PROMPT.
Provide only the number of lines in the following data that contain "feature".

Stored data entries.
━━━━

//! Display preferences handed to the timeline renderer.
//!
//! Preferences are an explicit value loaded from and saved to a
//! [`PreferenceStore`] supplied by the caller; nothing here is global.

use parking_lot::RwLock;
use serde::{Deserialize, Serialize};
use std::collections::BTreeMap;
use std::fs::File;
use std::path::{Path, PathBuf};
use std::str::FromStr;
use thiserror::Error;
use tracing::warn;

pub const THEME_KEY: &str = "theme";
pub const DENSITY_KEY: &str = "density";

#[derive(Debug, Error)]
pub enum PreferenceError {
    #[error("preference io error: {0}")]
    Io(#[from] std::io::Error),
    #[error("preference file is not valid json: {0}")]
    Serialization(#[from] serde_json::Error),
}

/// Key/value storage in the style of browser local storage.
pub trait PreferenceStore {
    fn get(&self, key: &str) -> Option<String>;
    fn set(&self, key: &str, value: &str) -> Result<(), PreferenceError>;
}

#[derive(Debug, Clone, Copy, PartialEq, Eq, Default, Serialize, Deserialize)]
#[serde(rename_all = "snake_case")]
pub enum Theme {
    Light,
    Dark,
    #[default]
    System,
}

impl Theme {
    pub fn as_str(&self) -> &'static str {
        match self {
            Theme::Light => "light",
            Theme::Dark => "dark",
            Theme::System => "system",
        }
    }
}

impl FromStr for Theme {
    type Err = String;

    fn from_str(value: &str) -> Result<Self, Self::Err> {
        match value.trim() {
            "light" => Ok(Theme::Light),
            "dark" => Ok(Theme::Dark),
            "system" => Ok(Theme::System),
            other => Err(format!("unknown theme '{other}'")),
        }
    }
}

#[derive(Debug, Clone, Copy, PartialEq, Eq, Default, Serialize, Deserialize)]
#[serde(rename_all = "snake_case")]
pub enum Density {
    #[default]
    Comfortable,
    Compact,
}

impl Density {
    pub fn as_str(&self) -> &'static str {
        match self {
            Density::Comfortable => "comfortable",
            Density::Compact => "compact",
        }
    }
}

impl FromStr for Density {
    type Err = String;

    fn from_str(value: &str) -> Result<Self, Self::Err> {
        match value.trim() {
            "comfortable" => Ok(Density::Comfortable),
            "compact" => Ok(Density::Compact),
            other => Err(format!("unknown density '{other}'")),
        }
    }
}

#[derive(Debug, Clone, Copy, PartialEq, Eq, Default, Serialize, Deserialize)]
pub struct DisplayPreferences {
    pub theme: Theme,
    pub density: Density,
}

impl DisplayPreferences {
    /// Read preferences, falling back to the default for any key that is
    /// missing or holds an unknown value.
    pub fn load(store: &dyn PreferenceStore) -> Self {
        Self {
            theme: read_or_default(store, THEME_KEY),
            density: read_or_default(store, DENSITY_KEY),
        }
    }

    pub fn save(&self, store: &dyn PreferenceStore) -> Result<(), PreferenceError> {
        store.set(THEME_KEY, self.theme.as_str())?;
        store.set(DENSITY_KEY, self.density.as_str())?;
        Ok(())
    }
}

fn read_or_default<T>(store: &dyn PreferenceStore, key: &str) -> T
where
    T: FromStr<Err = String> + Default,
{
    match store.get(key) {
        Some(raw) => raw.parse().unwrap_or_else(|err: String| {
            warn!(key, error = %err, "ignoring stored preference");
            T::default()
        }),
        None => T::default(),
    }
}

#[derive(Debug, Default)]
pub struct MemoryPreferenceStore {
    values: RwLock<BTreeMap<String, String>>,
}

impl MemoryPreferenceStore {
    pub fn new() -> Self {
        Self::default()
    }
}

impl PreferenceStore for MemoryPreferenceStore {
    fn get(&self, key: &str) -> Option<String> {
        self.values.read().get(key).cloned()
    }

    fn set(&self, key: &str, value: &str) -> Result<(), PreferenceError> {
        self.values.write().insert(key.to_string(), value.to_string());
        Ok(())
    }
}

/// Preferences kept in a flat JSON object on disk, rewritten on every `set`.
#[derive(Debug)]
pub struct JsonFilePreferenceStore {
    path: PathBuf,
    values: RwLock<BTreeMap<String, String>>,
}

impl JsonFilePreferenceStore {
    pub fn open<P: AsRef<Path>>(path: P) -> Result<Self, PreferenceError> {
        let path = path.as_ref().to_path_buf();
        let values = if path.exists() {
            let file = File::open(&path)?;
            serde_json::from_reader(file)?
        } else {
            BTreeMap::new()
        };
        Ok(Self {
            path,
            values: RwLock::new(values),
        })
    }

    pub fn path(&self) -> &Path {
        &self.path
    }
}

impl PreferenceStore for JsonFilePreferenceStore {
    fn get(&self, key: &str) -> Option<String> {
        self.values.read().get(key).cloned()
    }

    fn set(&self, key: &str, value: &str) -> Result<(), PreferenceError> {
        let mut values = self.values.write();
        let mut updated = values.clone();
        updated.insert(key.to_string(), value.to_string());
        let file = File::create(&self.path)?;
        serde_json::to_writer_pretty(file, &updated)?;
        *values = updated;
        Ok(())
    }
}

━━━━

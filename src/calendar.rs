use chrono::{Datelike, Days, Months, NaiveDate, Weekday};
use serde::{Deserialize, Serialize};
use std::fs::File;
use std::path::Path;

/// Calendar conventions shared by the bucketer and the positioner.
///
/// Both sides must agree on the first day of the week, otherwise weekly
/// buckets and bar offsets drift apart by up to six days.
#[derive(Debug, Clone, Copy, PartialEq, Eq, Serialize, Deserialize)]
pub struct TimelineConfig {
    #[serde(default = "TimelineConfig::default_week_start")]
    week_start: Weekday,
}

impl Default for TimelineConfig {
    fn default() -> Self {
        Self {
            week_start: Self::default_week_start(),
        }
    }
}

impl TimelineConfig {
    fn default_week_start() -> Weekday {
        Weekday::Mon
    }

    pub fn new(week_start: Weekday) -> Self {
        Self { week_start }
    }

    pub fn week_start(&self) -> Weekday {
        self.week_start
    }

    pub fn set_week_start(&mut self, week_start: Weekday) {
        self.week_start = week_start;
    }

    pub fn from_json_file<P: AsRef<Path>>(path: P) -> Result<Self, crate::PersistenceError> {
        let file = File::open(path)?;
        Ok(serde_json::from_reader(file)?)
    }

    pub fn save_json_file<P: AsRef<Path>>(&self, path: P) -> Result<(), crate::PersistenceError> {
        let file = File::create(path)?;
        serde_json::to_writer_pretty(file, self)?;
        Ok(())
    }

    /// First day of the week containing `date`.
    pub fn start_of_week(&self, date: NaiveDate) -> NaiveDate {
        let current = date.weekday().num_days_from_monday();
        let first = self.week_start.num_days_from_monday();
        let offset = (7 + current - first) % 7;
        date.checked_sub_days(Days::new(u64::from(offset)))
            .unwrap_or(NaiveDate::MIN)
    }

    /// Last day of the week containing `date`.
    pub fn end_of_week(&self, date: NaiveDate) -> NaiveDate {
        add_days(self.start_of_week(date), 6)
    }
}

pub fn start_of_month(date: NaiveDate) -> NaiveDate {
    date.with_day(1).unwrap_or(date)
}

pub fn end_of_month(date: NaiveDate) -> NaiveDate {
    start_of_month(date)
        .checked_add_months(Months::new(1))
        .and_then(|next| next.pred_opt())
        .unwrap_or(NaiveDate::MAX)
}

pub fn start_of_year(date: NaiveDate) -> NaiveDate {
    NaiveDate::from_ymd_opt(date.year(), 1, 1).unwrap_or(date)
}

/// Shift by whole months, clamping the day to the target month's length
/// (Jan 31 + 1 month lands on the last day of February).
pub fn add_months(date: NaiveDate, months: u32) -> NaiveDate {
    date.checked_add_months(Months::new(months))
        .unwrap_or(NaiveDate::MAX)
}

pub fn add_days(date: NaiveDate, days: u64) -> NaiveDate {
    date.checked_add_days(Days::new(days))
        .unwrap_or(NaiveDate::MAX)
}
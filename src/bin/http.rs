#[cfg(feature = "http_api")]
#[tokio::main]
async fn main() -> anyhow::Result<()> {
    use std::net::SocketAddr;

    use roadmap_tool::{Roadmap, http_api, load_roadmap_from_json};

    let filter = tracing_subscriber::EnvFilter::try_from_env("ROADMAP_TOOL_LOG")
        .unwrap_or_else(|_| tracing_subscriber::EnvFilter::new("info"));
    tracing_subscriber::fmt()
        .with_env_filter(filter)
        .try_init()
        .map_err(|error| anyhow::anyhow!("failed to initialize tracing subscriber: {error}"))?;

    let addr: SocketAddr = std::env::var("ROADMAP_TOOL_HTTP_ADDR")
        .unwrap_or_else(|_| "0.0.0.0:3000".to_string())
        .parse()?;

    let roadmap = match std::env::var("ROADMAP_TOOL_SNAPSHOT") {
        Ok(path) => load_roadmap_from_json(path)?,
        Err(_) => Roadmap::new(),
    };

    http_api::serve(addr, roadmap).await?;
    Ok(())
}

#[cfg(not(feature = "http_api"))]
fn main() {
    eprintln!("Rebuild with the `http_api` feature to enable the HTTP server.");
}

━━━━

OUTPUT BELOW.
3